**DIRECTIONS:** Among the lines below, copy each one in which "take" appears.

[Stored data]
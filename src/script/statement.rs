//! Parsed script statements.

use serde::Serialize;
use strum::{Display, EnumIter, EnumString, IntoEnumIterator};

/// Directive keyword, including the leading marker.
#[derive(Debug, Clone, Copy, PartialEq, Eq, Hash, Display, EnumString, EnumIter, Serialize)]
pub enum StatementKind {
    #[strum(serialize = ".#")]
    Comment,
    #[strum(serialize = ".llm")]
    SetModel,
    #[strum(serialize = ".clear")]
    ClearFiles,
    #[strum(serialize = ".include")]
    IncludeFile,
    #[strum(serialize = ".image")]
    IncludeImage,
    #[strum(serialize = ".cmd")]
    RunTool,
    #[strum(serialize = ".debug")]
    Debug,
    #[strum(serialize = ".system")]
    SystemTurn,
    #[strum(serialize = ".user")]
    UserTurn,
    #[strum(serialize = ".assistant")]
    AssistantTurn,
    #[strum(serialize = ".exec")]
    Send,
}

impl StatementKind {
    /// Kinds whose body continues on the following lines.
    pub fn is_multiline(&self) -> bool {
        matches!(self, Self::SystemTurn | Self::UserTurn | Self::AssistantTurn)
    }

    /// Kinds that add content to the conversation.
    pub fn produces_content(&self) -> bool {
        matches!(
            self,
            Self::SystemTurn
                | Self::UserTurn
                | Self::AssistantTurn
                | Self::IncludeFile
                | Self::IncludeImage
                | Self::RunTool
        )
    }

    /// Every keyword, in declaration order.
    pub fn keywords() -> Vec<String> {
        Self::iter().map(|k| k.to_string()).collect()
    }
}

/// One parsed directive. Immutable once parsed.
#[derive(Debug, Clone, PartialEq, Eq, Serialize)]
pub struct Statement {
    /// Zero-based position in the script.
    pub seq: usize,
    pub kind: StatementKind,
    pub value: String,
    /// One-based source line of the directive.
    pub line: usize,
}

impl Statement {
    pub fn new(seq: usize, kind: StatementKind, value: impl Into<String>, line: usize) -> Self {
        Self {
            seq,
            kind,
            value: value.into(),
            line,
        }
    }

    /// First line of the value, for one-line listings.
    pub fn summary(&self) -> &str {
        self.value.lines().next().unwrap_or("")
    }
}

impl std::fmt::Display for Statement {
    fn fmt(&self, f: &mut std::fmt::Formatter<'_>) -> std::fmt::Result {
        write!(f, "{:02} {:<10} {}", self.seq, self.kind.to_string(), self.summary())
    }
}
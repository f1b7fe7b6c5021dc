//! Core types for stepwise.

pub mod message;
pub mod usage;

pub use message::*;
pub use usage::*;
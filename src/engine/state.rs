//! Per-script conversation state.

use serde_json::{Map, Value};

use crate::catalog::ModelInfo;
use crate::provider::{ProviderProfile, WireProtocol};
use crate::types::{coalesce, push_coalesced, ContentPart, Message, Role, RunTotals};

/// The model selected by `.llm`, with everything needed to talk to it.
pub struct Session {
    pub profile: ProviderProfile,
    pub model: String,
    pub info: ModelInfo,
    pub credential: String,
    pub protocol: &'static dyn WireProtocol,
    /// Endpoint requests go to; the profile URL unless `.llm` overrides it.
    pub url: String,
    /// Extra request body fields from `.llm`.
    pub options: Map<String, Value>,
}

impl std::fmt::Debug for Session {
    fn fmt(&self, f: &mut std::fmt::Formatter<'_>) -> std::fmt::Result {
        f.debug_struct("Session")
            .field("provider", &self.profile.name)
            .field("model", &self.model)
            .field("protocol", &self.protocol.name())
            .field("url", &self.url)
            .finish_non_exhaustive()
    }
}

/// Canonical conversation for one script run.
#[derive(Debug, Clone, Default)]
pub struct Conversation {
    pub messages: Vec<Message>,
    /// System text held back for providers that take it as a request field.
    pub pending_system: Vec<String>,
    pub totals: RunTotals,
}

impl Conversation {
    /// Append, merging into the last message when the role matches.
    pub fn push(&mut self, message: Message) {
        push_coalesced(&mut self.messages, message);
    }

    /// Append a part to the last message, or start a user message.
    pub fn append_to_last(&mut self, part: ContentPart) {
        match self.messages.last_mut() {
            Some(last) => last.content.push(part),
            None => self.messages.push(Message {
                role: Role::User,
                content: vec![part],
            }),
        }
    }

    pub fn coalesce(&mut self) {
        self.messages = coalesce(std::mem::take(&mut self.messages));
    }

    /// Buffered system text, joined with newlines.
    pub fn system_text(&self) -> Option<String> {
        if self.pending_system.is_empty() {
            None
        } else {
            Some(self.pending_system.join("\n"))
        }
    }
}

**WRITTEN SOLUTION:**
    /// System text held back for providers that take it as a request field.
        self.messages = coalesce(std::mem::take(&mut self.messages));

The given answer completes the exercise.